**What you are asked to do:**
Begin with the first line of the listing and quote every line through the one containing "const DT: f32 = 1.0 / 60.0;"; give only those lines.

== Segment start ==

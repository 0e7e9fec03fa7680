//! Demo driver: a scripted play / pause-autosave / resume cycle.
//!
//! Runs two "launches" of the same game against one on-disk store to show a
//! save surviving a process restart. Watch with `RUST_LOG=info`.

#[cfg(not(target_arch = "wasm32"))]
mod demo {
    use glam::Vec3;
    use scene_session::{
        FileStore, GameSession, MemoryStore, PlayerAvatar, ProgressOwner, SaveStore, SceneRouter,
        SceneTarget,
    };

    const DT: f32 = 1.0 / 60.0;
    const SCENES: [&str; 4] = ["menu", "PROLOGUE SCENE", "GameScene", "Level2"];

    fn open_store(dir: &std::path::Path) -> Box<dyn SaveStore> {
        match FileStore::new(dir) {
            Ok(store) => Box::new(store),
            Err(e) => {
                log::warn!("file store unavailable ({e}), running without persistence");
                Box::new(MemoryStore::new())
            }
        }
    }

    fn run_ticks(session: &mut GameSession, n: u32) {
        for _ in 0..n {
            session.tick(DT);
        }
    }

    pub fn run() {
        let dir = std::env::temp_dir().join("scene-session-demo");

        // First launch: fresh run, make some progress, pause to autosave.
        {
            let mut session = GameSession::new(open_store(&dir), SceneRouter::new(SCENES));
            log::info!("first launch, save present: {}", session.has_save());

            session.play();
            run_ticks(&mut session, 10);

            session.load_scene(SceneTarget::Name("Level2".into()));
            run_ticks(&mut session, 10);

            if let Some(world) = session.world() {
                world.player.borrow_mut().walk(Vec3::new(6.0, 0.0, -4.0));
                world.player.borrow_mut().face(0.8);
                world.progress.borrow_mut().add_score(40);
            }
            run_ticks(&mut session, 120);

            session.toggle_pause(); // autosaves
            log::info!(
                "paused in {:?} with save present: {}",
                session.current_scene(),
                session.has_save()
            );
        }

        // Second launch: the save is picked up and resumed into.
        let mut session = GameSession::new(open_store(&dir), SceneRouter::new(SCENES));
        log::info!("second launch, save present: {}", session.has_save());

        session.play();
        run_ticks(&mut session, 10);

        if let Some(world) = session.world() {
            let player = world.player.borrow();
            let progress = world.progress.borrow();
            log::info!(
                "resumed in {:?}: position {:?}, score {}, play time {:.1}s",
                session.current_scene(),
                player.position(),
                progress.score(),
                progress.elapsed_time(),
            );
        }
    }
}

#[cfg(not(target_arch = "wasm32"))]
fn main() {
    env_logger::Builder::from_env(env_logger::Env::default().default_filter_or("info")).init();
    demo::run();
}

#[cfg(target_arch = "wasm32")]
fn main() {
    // The wasm build is consumed as a library; set up logging and bail.
    console_error_panic_hook::set_once();
    let _ = console_log::init_with_level(log::Level::Info);
    log::info!("scene-session is a library on wasm; no demo entry point");
}
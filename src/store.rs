//! Durable key-value storage backends.
//!
//! The rest of the crate only sees [`SaveStore`]: get/set/delete/has/flush on
//! string keys with no further semantics. Three backends:
//! - [`MemoryStore`] for tests and headless runs,
//! - [`FileStore`] for native builds, one file per key with write-rename so a
//!   crash mid-write cannot corrupt an existing save,
//! - `LocalStorageStore` on wasm32, backed by browser LocalStorage.

use std::collections::HashMap;
use std::io;

use crate::error::SaveError;

/// The single key under which the current session snapshot is persisted.
pub const SAVE_KEY: &str = "SavedGameData";

/// Minimal durable key-value storage.
///
/// Every operation can fail (a backend may be unreachable), and no failure
/// here is allowed to take the process down; callers log and fall back.
pub trait SaveStore {
    fn get(&self, key: &str) -> Result<Option<String>, SaveError>;
    fn set(&mut self, key: &str, value: &str) -> Result<(), SaveError>;
    fn delete(&mut self, key: &str) -> Result<(), SaveError>;

    fn has(&self, key: &str) -> Result<bool, SaveError> {
        Ok(self.get(key)?.is_some())
    }

    /// Push buffered writes to durable storage. Default no-op for backends
    /// that persist on every `set`.
    fn flush(&mut self) -> Result<(), SaveError> {
        Ok(())
    }
}

/// In-memory store. Nothing survives the process; useful for tests and for
/// running without persistence.
#[derive(Debug, Default)]
pub struct MemoryStore {
    entries: HashMap<String, String>,
}

impl MemoryStore {
    pub fn new() -> Self {
        Self::default()
    }
}

impl SaveStore for MemoryStore {
    fn get(&self, key: &str) -> Result<Option<String>, SaveError> {
        Ok(self.entries.get(key).cloned())
    }

    fn set(&mut self, key: &str, value: &str) -> Result<(), SaveError> {
        self.entries.insert(key.to_string(), value.to_string());
        Ok(())
    }

    fn delete(&mut self, key: &str) -> Result<(), SaveError> {
        self.entries.remove(key);
        Ok(())
    }
}

/// File-backed store: each key is a `<key>.json` file under a base directory.
#[cfg(not(target_arch = "wasm32"))]
pub use file_store::FileStore;

#[cfg(not(target_arch = "wasm32"))]
mod file_store {
    use super::*;
    use std::fs::{self, File};
    use std::io::Write;
    use std::path::{Path, PathBuf};

    #[derive(Debug)]
    pub struct FileStore {
        dir: PathBuf,
    }

    impl FileStore {
        /// Open a store rooted at `dir`, creating the directory if needed.
        pub fn new(dir: impl Into<PathBuf>) -> Result<Self, SaveError> {
            let dir = dir.into();
            fs::create_dir_all(&dir)?;
            Ok(Self { dir })
        }

        fn key_path(&self, key: &str) -> PathBuf {
            self.dir.join(format!("{key}.json"))
        }

        /// Write-rename: write to `<path>.tmp`, sync, then rename over the
        /// final path. A crash before the rename leaves the old file intact.
        fn atomic_write(path: &Path, data: &str) -> io::Result<()> {
            let tmp = path.with_extension("json.tmp");
            let mut file = File::create(&tmp)?;
            file.write_all(data.as_bytes())?;
            file.sync_all()?;
            fs::rename(&tmp, path)?;
            Ok(())
        }
    }

    impl SaveStore for FileStore {
        fn get(&self, key: &str) -> Result<Option<String>, SaveError> {
            match fs::read_to_string(self.key_path(key)) {
                Ok(text) => Ok(Some(text)),
                Err(e) if e.kind() == io::ErrorKind::NotFound => Ok(None),
                Err(e) => Err(e.into()),
            }
        }

        fn set(&mut self, key: &str, value: &str) -> Result<(), SaveError> {
            Self::atomic_write(&self.key_path(key), value)?;
            Ok(())
        }

        fn delete(&mut self, key: &str) -> Result<(), SaveError> {
            match fs::remove_file(self.key_path(key)) {
                Ok(()) => Ok(()),
                Err(e) if e.kind() == io::ErrorKind::NotFound => Ok(()),
                Err(e) => Err(e.into()),
            }
        }
    }
}

/// Browser LocalStorage store (wasm32 only).
#[cfg(target_arch = "wasm32")]
pub use local_storage::LocalStorageStore;

#[cfg(target_arch = "wasm32")]
mod local_storage {
    use super::*;
    use web_sys::Storage;

    #[derive(Debug, Default)]
    pub struct LocalStorageStore;

    impl LocalStorageStore {
        pub fn new() -> Self {
            Self
        }

        fn storage() -> Result<Storage, SaveError> {
            web_sys::window()
                .and_then(|w| w.local_storage().ok())
                .flatten()
                .ok_or_else(|| {
                    SaveError::Store(io::Error::other("LocalStorage unavailable"))
                })
        }
    }

    impl SaveStore for LocalStorageStore {
        fn get(&self, key: &str) -> Result<Option<String>, SaveError> {
            Self::storage()?
                .get_item(key)
                .map_err(|_| SaveError::Store(io::Error::other("LocalStorage read failed")))
        }

        fn set(&mut self, key: &str, value: &str) -> Result<(), SaveError> {
            Self::storage()?
                .set_item(key, value)
                .map_err(|_| SaveError::Store(io::Error::other("LocalStorage write failed")))
        }

        fn delete(&mut self, key: &str) -> Result<(), SaveError> {
            Self::storage()?
                .remove_item(key)
                .map_err(|_| SaveError::Store(io::Error::other("LocalStorage delete failed")))
        }
    }
}

#[cfg(test)]
mod tests {
    use super::*;

    #[test]
    fn test_memory_store_round_trip() {
        let mut store = MemoryStore::new();
        assert_eq!(store.get(SAVE_KEY).unwrap(), None);
        assert!(!store.has(SAVE_KEY).unwrap());

        store.set(SAVE_KEY, "blob").unwrap();
        assert_eq!(store.get(SAVE_KEY).unwrap().as_deref(), Some("blob"));
        assert!(store.has(SAVE_KEY).unwrap());

        store.set(SAVE_KEY, "newer blob").unwrap();
        assert_eq!(store.get(SAVE_KEY).unwrap().as_deref(), Some("newer blob"));

        store.delete(SAVE_KEY).unwrap();
        assert_eq!(store.get(SAVE_KEY).unwrap(), None);
        // Deleting a missing key is fine.
        store.delete(SAVE_KEY).unwrap();
    }

    #[cfg(not(target_arch = "wasm32"))]
    mod file_store_tests {
        use super::*;
        use std::fs;
        use std::path::PathBuf;

        /// Unique temp directory per test.
        fn test_dir(name: &str) -> PathBuf {
            let dir = std::env::temp_dir().join(format!("scene_session_store_{name}"));
            let _ = fs::remove_dir_all(&dir);
            dir
        }

        #[test]
        fn test_file_store_round_trip() {
            let dir = test_dir("round_trip");
            let mut store = FileStore::new(&dir).unwrap();

            assert_eq!(store.get(SAVE_KEY).unwrap(), None);
            store.set(SAVE_KEY, "{\"v\":1}").unwrap();
            store.flush().unwrap();
            assert_eq!(store.get(SAVE_KEY).unwrap().as_deref(), Some("{\"v\":1}"));

            // No temp file left behind after the rename.
            assert!(!dir.join("SavedGameData.json.tmp").exists());

            store.delete(SAVE_KEY).unwrap();
            assert_eq!(store.get(SAVE_KEY).unwrap(), None);
            let _ = fs::remove_dir_all(&dir);
        }

        #[test]
        fn test_file_store_overwrite() {
            let dir = test_dir("overwrite");
            let mut store = FileStore::new(&dir).unwrap();

            store.set(SAVE_KEY, "first").unwrap();
            store.set(SAVE_KEY, "second").unwrap();
            assert_eq!(store.get(SAVE_KEY).unwrap().as_deref(), Some("second"));
            let _ = fs::remove_dir_all(&dir);
        }

        #[test]
        fn test_file_store_survives_reopen() {
            let dir = test_dir("reopen");
            {
                let mut store = FileStore::new(&dir).unwrap();
                store.set(SAVE_KEY, "persisted").unwrap();
            }
            let store = FileStore::new(&dir).unwrap();
            assert_eq!(store.get(SAVE_KEY).unwrap().as_deref(), Some("persisted"));
            let _ = fs::remove_dir_all(&dir);
        }

        #[test]
        fn test_file_store_delete_missing_is_ok() {
            let dir = test_dir("delete_missing");
            let mut store = FileStore::new(&dir).unwrap();
            store.delete("never_written").unwrap();
            let _ = fs::remove_dir_all(&dir);
        }
    }
}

== Segment end ==

**Exercise solution:**
repository 0e7e9fec03fa7680
//! Demo driver: a scripted play / pause-autosave / resume cycle.
//!
//! Runs two "launches" of the same game against one on-disk store to show a
//! save surviving a process restart. Watch with `RUST_LOG=info`.

#[cfg(not(target_arch = "wasm32"))]
mod demo {
    use glam::Vec3;
    use scene_session::{
        FileStore, GameSession, MemoryStore, PlayerAvatar, ProgressOwner, SaveStore, SceneRouter,
        SceneTarget,
    };

    const DT: f32 = 1.0 / 60.0;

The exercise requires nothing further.